[Input records]

-- Opening Marker --

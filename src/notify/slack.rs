use anyhow::{Context, Result};
use reqwest::Client;
use std::time::Duration;

use super::backoff;

#[derive(Clone)]
pub struct SlackWebhook {
    client: Client,
    timeout: Duration,
    max_retries: u8,
}

impl SlackWebhook {
    pub fn new(client: Client) -> Self {
        Self {
            client,
            timeout: Duration::from_secs(30),
            max_retries: 3,
        }
    }

    pub fn with_timeout(mut self, secs: u64) -> Self {
        self.timeout = Duration::from_secs(secs);
        self
    }

    pub fn with_retries(mut self, retries: u8) -> Self {
        self.max_retries = retries.max(1);
        self
    }

    pub async fn post(&self, url: &str, text: &str) -> Result<()> {
        // Slack uses *bold*, not **bold**.
        let body = serde_json::json!({ "text": text.replace("**", "*") });

        let mut attempt: u8 = 0;
        loop {
            attempt += 1;
            let res = self
                .client
                .post(url)
                .timeout(self.timeout)
                .json(&body)
                .send()
                .await
                .context("slack post")
                .and_then(|rsp| rsp.error_for_status().context("slack non-2xx"));

            match res {
                Ok(_) => return Ok(()),
                Err(e) if attempt < self.max_retries => {
                    tracing::debug!(attempt, error = %e, "slack post failed, retrying");
                    tokio::time::sleep(backoff(attempt)).await;
                }
                Err(e) => return Err(e),
            }
        }
    }
}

-- Closing Marker --

Go through the entries above and count the lines holding the word "Result"; write nothing but the number.

2